The gens Gratidia was a plebeian family at ancient Rome. Originally coming from Arpinum, members of this gens are known from the final century of the Republic.

==Members==

- Marcus Gratidius, the granduncle of Cicero. In 115 BC he proposed a lex tabellaria (Note: A law permitting election by ballot.) at Arpinum, which was opposed by his brother-in-law, Marcus Tullius Cicero, grandfather of the orator. In 102, he accompanied his friend, the orator Marcus Antonius, praetor in Cilicia, in his campaign against the pirates, and was slain in battle.
- Gratidia, a sister of Marcus Gratidius of Arpinum, married Marcus Tullius Cicero, grandfather of the orator.
- Gratidius, legate and probably nephew of Gaius Marius, was stoned to death at Nola in 88 BC while trying to take command of the consul Sulla's armies for the upcoming Mithridatic War.
- Marcus Gratidius M. f., son of Marcus Gratidius of Arpinum, was adopted by one of the Marii, probably a brother of Gaius Marius. As a speaker he was calm, capable, and popular, and was a good friend of his cousin, the young Cicero. Proscribed by Sulla, he was brutally slain by Catiline, who carried his head through the city.
- Gratidia M. f., possibly the sister of Gratidianus, who is thought by some scholars to have married Catiline, who would thus have been Gratidianus' brother-in-law. The historian Syme indicates that if this were so, "it can be taken that Catilina promptly discarded her."

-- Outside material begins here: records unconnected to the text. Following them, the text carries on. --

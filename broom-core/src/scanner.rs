//! Python file discovery using the `ignore` crate.
//!
//! The walk does not consult `.gitignore` or hidden-file rules; it prunes a
//! fixed set of directory names (version control, virtual environments,
//! caches) plus any extra names supplied by the caller. Pruned directories
//! are never descended into.

use ignore::WalkBuilder;
use std::collections::HashSet;
use std::path::Path;
use std::time::Instant;
use tracing::debug;

use crate::error::{BroomError, Result};
use crate::types::SourceFile;

/// Directory names that are always pruned.
pub const DEFAULT_IGNORED_DIRS: &[&str] = &[".git", "__pycache__", ".venv", "venv", "node_modules"];

/// Python sources are recognised by suffix only.
pub fn is_python_file(path: &Path) -> bool {
    path.extension().is_some_and(|ext| ext == "py")
}

/// Collect every `.py` file under `root`.
///
/// # Arguments
///
/// * `root` - Directory to walk
/// * `extra_ignored` - Directory names to prune in addition to [`DEFAULT_IGNORED_DIRS`]
///
/// # Errors
///
/// Fails fast if the root is missing or any part of the walk errors; a
/// broken subtree is a setup problem, not something to skip silently.
pub fn scan_python_files(root: &Path, extra_ignored: &[String]) -> Result<Vec<SourceFile>> {
    let start = Instant::now();

    if !root.exists() {
        return Err(BroomError::RootNotFound {
            path: root.to_path_buf(),
        });
    }
    if !root.is_dir() {
        return Err(BroomError::NotADirectory {
            path: root.to_path_buf(),
        });
    }

    let ignored: HashSet<String> = DEFAULT_IGNORED_DIRS
        .iter()
        .map(|d| d.to_string())
        .chain(extra_ignored.iter().map(|d| d.trim_end_matches('/').to_string()))
        .collect();

    let mut builder = WalkBuilder::new(root);
    builder
        .standard_filters(false) // No gitignore/hidden handling, only our prune list
        .follow_links(false)
        .filter_entry(move |entry| {
            let is_dir = entry.file_type().is_some_and(|ft| ft.is_dir());
            // Depth 0 is the root itself, which is never pruned
            !(is_dir
                && entry.depth() > 0
                && ignored.contains(entry.file_name().to_string_lossy().as_ref()))
        });

    let mut files = Vec::new();
    for entry in builder.build() {
        let entry = entry?;
        let is_file = entry.file_type().is_some_and(|ft| ft.is_file());
        if is_file && is_python_file(entry.path()) {
            files.push(SourceFile::new(entry.into_path()));
        }
    }

    debug!(
        "Found {} Python files under {} in {:.1}ms",
        files.len(),
        root.display(),
        start.elapsed().as_secs_f64() * 1000.0
    );

    Ok(files)
}
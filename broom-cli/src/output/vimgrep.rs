//! `path:line:col:context` lines, one per usage.
//!
//! Suitable for `vim -q`, `:cexpr` and other quickfix consumers.

use broom_core::UsageRecord;

/// Vimgrep formatter
pub struct VimgrepOutput;

/// Collapse all whitespace runs, newlines and tabs included, into single spaces.
pub fn sanitize_context(s: &str) -> String {
    s.split_whitespace().collect::<Vec<_>>().join(" ")
}

impl VimgrepOutput {
    pub fn format(records: &[UsageRecord]) -> String {
        let mut out = String::new();
        for record in records {
            for usage in &record.usages {
                let mut context = sanitize_context(&usage.context);
                if context.is_empty() {
                    context = format!("{} [{}]", record.definition.name, usage.call_type);
                }
                out.push_str(&format!("{}:{}\n", usage.location, context));
            }
        }
        out
    }
}

#[cfg(test)]
mod tests {
    use super::super::tests::sample_records;
    use super::*;
    use broom_core::{CallType, Definition, Location, Usage};

    #[test]
    fn test_sanitize_context() {
        assert_eq!(sanitize_context("  x =\thelper( a,\r\n b )  "), "x = helper( a, b )");
        assert_eq!(sanitize_context(" \t "), "");
    }

    #[test]
    fn test_one_line_per_usage() {
        let out = VimgrepOutput::format(&sample_records());
        let lines: Vec<&str> = out.lines().collect();
        assert_eq!(
            lines,
            vec![
                "pkg/app.py:1:5:def helper():",
                "pkg/app.py:7:21:return self.helper()",
                "pkg/main.py:3:9:value = helper()",
            ]
        );
    }

    #[test]
    fn test_empty_context_falls_back_to_name() {
        let record = UsageRecord::new(
            Definition::new("run", "a.py", 1),
            vec![Usage {
                location: Location::new("b.py", 2, 3),
                call_type: CallType::Static,
                context: "   ".to_string(),
            }],
        );
        assert_eq!(VimgrepOutput::format(&[record]), "b.py:2:3:run [static]\n");
    }
}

- Marcus Gratidius, possibly a grandson of Marcus Gratidius, was legate of Quintus Tullius Cicero during his administration of Asia, from 61 to 59 BC.
- Gratidius, mentioned by Cicero as one of the tribunes of the plebs in BC 57, could perhaps be the same Marcus Gratidius who had previously served under Quintus Cicero, but is probably an error, instead referring to Quintus Fabricius.